If all else fails, keep a good well hand pump on hand as a backup.
For a jet well pump, you’ll follow the following procedure:
1. Before beginning the priming process, turn off the electricity to your well pump. When the pressure is restored, this will prevent the pump from automatically activating.
2. Open one faucet in your house to relieve any residual water pressure from the system, then close it again.
3. Most jet pumps have a common design, with the priming plug located on top of the pump mechanism. Depending on the manufacturer, the priming plug is typically a hexagonal or square metal threaded plug that is unscrewed with a combination or adjustable wrench.
4. After removing the plug, fill the priming port with water. Most jet pumps require about two gallons of water.
5. Fill the priming port until it begins to overflow, then replace and tighten the priming cap.
6. Reconnect the power to your pump, keeping a watch on the water pressure gauge, which should begin to rise steadily. The pump’s sounds should also change from the raspy gasp of a dry mechanism to the muffled sound of a water-filled system.
7. Repeat the priming process if the pressure does not rise or the pump continues to make that raspy noise.
8. Open a faucet and let the water flow for a few minutes once normal water pressure has been restored. This procedure will purge the system of any pollutants that may have entered during the priming process.
1. Run water from the donor building through the garden hose to clean it out.
2. Connect the garden hose’s ‘free’ end to a faucet near the damaged well pump.
3. Next, open the water shutoff valve in your building briefly to let the air out of the water faucet.
4. Then you run water through it. The water is then turned off. The aim is to raise the pump pressure to 40 psi.

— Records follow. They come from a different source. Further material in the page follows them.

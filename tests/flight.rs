//! Headless flight-integrator runs: force balance, command response and
//! ground handling over real fixed ticks.

use bevy::prelude::*;

use drone_fleet::controls::ControlCommand;
use drone_fleet::fleet::Authority;
use drone_fleet::flight::{FlightConfig, FlightState, Velocity};
use drone_fleet::headless_app;

/// A bare authoritative drone with a frozen command; no input source is
/// attached, so the command is exactly what the test sets.
fn spawn_drone(app: &mut App, position: Vec3, axes: [f32; 4]) -> Entity {
    let mut command = ControlCommand::default();
    command.publish(axes);
    app.world_mut()
        .spawn((
            Transform::from_translation(position),
            command,
            FlightState::default(),
            Velocity::default(),
            Authority,
        ))
        .id()
}

fn run(app: &mut App, ticks: u32) {
    for _ in 0..ticks {
        app.update();
    }
}

#[test]
fn idle_drone_hovers_in_place() {
    let mut app = headless_app(1);
    let start = Vec3::new(0.0, 10.0, 0.0);
    let drone = spawn_drone(&mut app, start, [0.0; 4]);
    run(&mut app, 120);

    // Lift exactly compensates gravity, so nothing moves.
    let transform = app.world().get::<Transform>(drone).unwrap();
    assert!(
        transform.translation.distance(start) < 1e-3,
        "drifted to {}",
        transform.translation
    );
}

#[test]
fn full_lift_climbs() {
    let mut app = headless_app(1);
    let drone = spawn_drone(&mut app, Vec3::new(0.0, 5.0, 0.0), [0.0, 0.0, 0.0, 1.0]);
    run(&mut app, 120);

    let transform = app.world().get::<Transform>(drone).unwrap();
    assert!(transform.translation.y > 10.0, "y = {}", transform.translation.y);
}

#[test]
fn forward_pitch_moves_forward_and_tilts() {
    let mut app = headless_app(1);
    let drone = spawn_drone(&mut app, Vec3::new(0.0, 10.0, 0.0), [1.0, 0.0, 0.0, 0.0]);
    run(&mut app, 120);

    let transform = app.world().get::<Transform>(drone).unwrap();
    let state = app.world().get::<FlightState>(drone).unwrap();
    // Default facing is -Z.
    assert!(transform.translation.z < -5.0, "z = {}", transform.translation.z);
    assert!(state.current_pitch > 20.0, "pitch = {}", state.current_pitch);
    // Altitude is held while translating.
    assert!(
        (transform.translation.y - 10.0).abs() < 0.5,
        "y = {}",
        transform.translation.y
    );
}

#[test]
fn yaw_accumulates_per_tick() {
    let mut app = headless_app(1);
    let drone = spawn_drone(&mut app, Vec3::new(0.0, 10.0, 0.0), [0.0, 0.0, 1.0, 0.0]);
    run(&mut app, 90);

    // 4 degrees of heading per tick at full yaw.
    let state = app.world().get::<FlightState>(drone).unwrap();
    assert!((state.yaw - 360.0).abs() < 1e-3, "yaw = {}", state.yaw);
}

#[test]
fn pitch_respects_rotation_limits() {
    let mut app = headless_app(1);
    let drone = spawn_drone(&mut app, Vec3::new(0.0, 10.0, 0.0), [1.0, 0.0, 0.0, 0.0]);
    run(&mut app, 600);

    let cfg = app.world().resource::<FlightConfig>().clone();
    let state = app.world().get::<FlightState>(drone).unwrap();
    assert!(state.current_pitch <= cfg.pitch_limit.y + 1e-3);
}

#[test]
fn gravity_when_idle_free_falls() {
    let mut app = headless_app(1);
    app.insert_resource(FlightConfig {
        gravity_when_idle: true,
        ..FlightConfig::default()
    });
    let drone = spawn_drone(&mut app, Vec3::new(0.0, 10.0, 0.0), [0.0; 4]);
    run(&mut app, 60);

    // No gravity-compensation term: zero lift means falling.
    let transform = app.world().get::<Transform>(drone).unwrap();
    let velocity = app.world().get::<Velocity>(drone).unwrap();
    assert!(transform.translation.y < 9.0, "y = {}", transform.translation.y);
    assert!(velocity.linear.y < 0.0, "vy = {}", velocity.linear.y);
}

#[test]
fn hover_bob_oscillates_around_the_hold_altitude() {
    let mut app = headless_app(1);
    app.insert_resource(FlightConfig {
        hover: true,
        ..FlightConfig::default()
    });
    let start = 10.0;
    let drone = spawn_drone(&mut app, Vec3::new(0.0, start, 0.0), [0.0; 4]);

    let mut min_y = start;
    let mut max_y = start;
    // 10 s covers several periods of the bob sine.
    for _ in 0..600 {
        app.update();
        let y = app.world().get::<Transform>(drone).unwrap().translation.y;
        min_y = min_y.min(y);
        max_y = max_y.max(y);
    }
    assert!(max_y > start + 0.05, "never rose above hold: {max_y}");
    assert!(min_y < start - 0.05, "never dipped below hold: {min_y}");
    assert!(max_y - min_y < 3.0, "bob out of bounds: {min_y}..{max_y}");
}

#[test]
fn grounded_deceleration_shrinks_speed_monotonically() {
    let mut app = headless_app(1);
    app.insert_resource(FlightConfig {
        decelerate_on_ground: true,
        ..FlightConfig::default()
    });
    let drone = spawn_drone(&mut app, Vec3::ZERO, [0.0; 4]);
    app.world_mut().get_mut::<Velocity>(drone).unwrap().linear = Vec3::new(10.0, 0.0, 0.0);

    let mut last = 10.0_f32;
    for _ in 0..120 {
        app.update();
        let velocity = app.world().get::<Velocity>(drone).unwrap();
        let speed = velocity.linear.length();
        assert!(speed <= last + 1e-6, "speed grew: {last} -> {speed}");
        // Shrinks toward zero without reversing direction.
        assert!(velocity.linear.x >= 0.0, "reversed: {}", velocity.linear.x);
        last = speed;
    }
    assert!(last < 2.0, "still moving at {last}");
}

#[test]
fn drone_never_sinks_below_the_ground() {
    let mut app = headless_app(1);
    // Full negative lift, straight down.
    let drone = spawn_drone(&mut app, Vec3::new(0.0, 3.0, 0.0), [0.0, 0.0, 0.0, -1.0]);
    run(&mut app, 300);

    let transform = app.world().get::<Transform>(drone).unwrap();
    let state = app.world().get::<FlightState>(drone).unwrap();
    assert!(transform.translation.y >= 0.0, "y = {}", transform.translation.y);
    assert!(state.grounded);
}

5. Disconnect all water tap connections on both hose ends.
6. Now that you’re ready to test for priming, turn on the pump motor.
7. If it comes on, pumps water, and then shuts down, the flow of water has been restored, and priming has been completed successfully.

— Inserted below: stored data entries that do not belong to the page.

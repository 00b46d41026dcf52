//! Flight integration: command → rotation + translational forces.
//!
//! Runs once per fixed tick for every authoritative drone. Rotation is
//! composed absolutely from smoothed Euler angles each tick (yaw is an
//! accumulated heading, pitch/roll are bounded tilts); translation goes
//! force → velocity → position with rigidbody-style linear damping. The
//! [`Rotor`] spin animation reads the resulting state every frame.

mod entities;
mod systems;

pub use entities::{FlightState, Rotor, Velocity};

use bevy::prelude::*;

/// Flight model parameters shared by the whole fleet.
#[derive(Resource, Clone, Debug, Reflect)]
pub struct FlightConfig {
    /// Peak force per axis at full stick, in newtons per unit mass.
    pub max_speed: f32,
    /// Nose tilt in degrees at full pitch command.
    pub pitch_amount: f32,
    /// Bank tilt in degrees at full roll command.
    pub roll_amount: f32,
    /// Heading change in degrees accumulated per tick at full yaw command.
    pub yaw_amount: f32,
    /// Lerp rate of the rendered angles toward their targets.
    pub rotation_lerp_speed: f32,
    /// Zero out the pitch axis entirely.
    pub disable_pitch: bool,
    /// Zero out the roll axis entirely.
    pub disable_roll: bool,
    /// Zero out the yaw axis entirely.
    pub disable_yaw: bool,
    /// Skip the pitch/roll tilt clamps.
    pub ignore_rotation_limits: bool,
    /// Min/max rendered pitch tilt in degrees.
    pub pitch_limit: Vec2,
    /// Min/max rendered roll tilt in degrees.
    pub roll_limit: Vec2,
    /// Pin full forward force and a fixed nose-down tilt regardless of the
    /// pitch command (fixed-wing style cruising).
    pub auto_forward: bool,
    /// Zero the vertical component of forward/side forces so banking never
    /// couples into climb or dive.
    pub maintain_altitude: bool,
    /// Skip gravity compensation: idle drones free-fall instead of hovering.
    pub gravity_when_idle: bool,
    /// Add a sinusoidal lift bob while the command is idle.
    pub hover: bool,
    /// Hover bob strength.
    pub hover_amplitude: f32,
    /// Hover bob frequency in radians per second.
    pub hover_frequency: f32,
    /// Gravitational acceleration magnitude.
    pub gravity: f32,
    /// Rigidbody-style linear damping coefficient.
    pub linear_damping: f32,
    /// World height of the ground plane.
    pub ground_height: f32,
    /// Probe length of the downward ground check.
    pub ground_check_distance: f32,
    /// Damp velocity toward zero while resting on the ground, overriding
    /// pilot and autopilot intent.
    pub decelerate_on_ground: bool,
    /// Ground deceleration rate per second.
    pub ground_deceleration: f32,
    /// Rotor spin rate in degrees per second at full tilt.
    pub rotor_spin_speed: f32,
    /// Fraction of full spin kept while hovering in place.
    pub rotor_min_speed_factor: f32,
    /// Rotor wind-down rate in degrees per second once parked.
    pub rotor_wind_down: f32,
}

impl Default for FlightConfig {
    fn default() -> Self {
        Self {
            max_speed: 30.0,
            pitch_amount: 30.0,
            roll_amount: 30.0,
            yaw_amount: 4.0,
            rotation_lerp_speed: 2.0,
            disable_pitch: false,
            disable_roll: false,
            disable_yaw: false,
            ignore_rotation_limits: false,
            pitch_limit: Vec2::new(-30.0, 30.0),
            roll_limit: Vec2::new(-30.0, 30.0),
            auto_forward: false,
            maintain_altitude: true,
            gravity_when_idle: false,
            hover: false,
            hover_amplitude: 1.25,
            hover_frequency: 2.0,
            gravity: 9.81,
            linear_damping: 0.6,
            ground_height: 0.0,
            ground_check_distance: 0.2,
            decelerate_on_ground: false,
            ground_deceleration: 4.0,
            rotor_spin_speed: 1500.0,
            rotor_min_speed_factor: 0.1,
            rotor_wind_down: 720.0,
        }
    }
}

/// Label for the fixed-tick integration chain; later fixed-tick work (status
/// broadcast) orders after it.
#[derive(SystemSet, Clone, Copy, Debug, PartialEq, Eq, Hash)]
pub struct FlightIntegrationSet;

/// Fixed-tick flight integration + per-frame rotor animation.
pub struct FlightPlugin(pub FlightConfig);

impl Plugin for FlightPlugin {
    fn build(&self, app: &mut App) {
        app.register_type::<FlightConfig>()
            .register_type::<FlightState>()
            .register_type::<Velocity>()
            .register_type::<Rotor>()
            .insert_resource(self.0.clone())
            .add_systems(
                FixedUpdate,
                (
                    systems::integrate_rotation,
                    systems::apply_throttle,
                    systems::integrate_velocity,
                    systems::ground_effects,
                )
                    .chain()
                    .in_set(FlightIntegrationSet),
            )
            .add_systems(Update, systems::spin_rotors);
    }
}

Although certain centrifugal pumps are self-priming, if air enters the system, the self-priming process will fail, requiring you to manually prime the pump. To accomplish this, take these steps:
1. Fill the priming port on top of the pump with water.

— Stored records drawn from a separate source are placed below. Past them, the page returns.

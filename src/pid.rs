//! Per-axis proportional-integral-derivative controller.
//!
//! Used by the autopilot to chase a moving setpoint (the heuristic desired
//! axis value) with the published command as the process variable. One
//! instance owns exactly one axis of one drone.

use bevy::prelude::*;

/// PID state for a single control axis.
///
/// Unlike the usual textbook form, `seek` is fed both the setpoint and the
/// current value each call, so the controller carries no setpoint of its own.
/// The integral accumulator is clamped to `±integral_limit` and can be
/// cleared with [`PidController::reset`], so a long-lived controller cannot
/// wind up without bound.
#[derive(Clone, Debug, Reflect)]
pub struct PidController {
    /// Proportional gain.
    pub p: f32,
    /// Integral gain.
    pub i: f32,
    /// Derivative gain.
    pub d: f32,
    /// Lower output clamp.
    pub min: f32,
    /// Upper output clamp.
    pub max: f32,
    /// Magnitude bound on the integral accumulator.
    pub integral_limit: f32,
    integral: f32,
    last_error: f32,
}

impl Default for PidController {
    fn default() -> Self {
        Self {
            p: 0.8,
            i: 0.0002,
            d: 0.2,
            min: -1.0,
            max: 1.0,
            integral_limit: 10.0,
            integral: 0.0,
            last_error: 0.0,
        }
    }
}

impl PidController {
    /// Builds a controller with the given gains and the default `[-1, 1]`
    /// output clamp.
    pub fn new(p: f32, i: f32, d: f32) -> Self {
        Self {
            p,
            i,
            d,
            ..Self::default()
        }
    }

    /// One control step at timestep `dt`: returns the clamped correction that
    /// drives `current` toward `target`.
    ///
    /// A non-positive `dt` skips the derivative and integral terms rather
    /// than dividing by zero.
    pub fn seek(&mut self, target: f32, current: f32, dt: f32) -> f32 {
        let error = target - current;

        let derivative = if dt > 0.0 {
            (error - self.last_error) / dt
        } else {
            0.0
        };
        if dt > 0.0 {
            self.integral += error * dt;
            self.integral = self.integral.clamp(-self.integral_limit, self.integral_limit);
        }
        self.last_error = error;

        let value = self.p * error + self.i * self.integral + self.d * derivative;
        value.clamp(self.min, self.max)
    }

    /// Clears the integral accumulator and last error, e.g. when the drone's
    /// input source is swapped.
    pub fn reset(&mut self) {
        self.integral = 0.0;
        self.last_error = 0.0;
    }

    /// Current value of the integral accumulator (bounded by
    /// `integral_limit`).
    pub fn integral(&self) -> f32 {
        self.integral
    }
}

2. Open the suction isolation valve and the air vents on both the suction and discharge pipes gradually.
3. Wait for the pumped water to flow out of the vents before closing both the air vents and the suction isolation valve.
Aboveground water pumps that carry well water into a building have a cut-off valve that disconnects power anytime the pressure drops to the point where there is insufficient water inside the pump.
This prevents overheating of the pump as a result of a dry run. An electric water pump’s cut-off switch is situated near the pump so that homeowners may easily reset it.
A power loss may cause your well pump to cease working. Sometimes resetting a breaker or replacing a fuse damaged by a power surge or brownout will cure the problem.
If the well pump’s circuit breaker has tripped, the well pump itself may be failing. Then, turn on and off the circuit breaker.
Generally, resetting a well pump is a simple process that won’t take much time. Approximately 30 minutes to an hour is enough to complete the whole procedure. You just have to follow the steps carefully to successfully reset the well pump.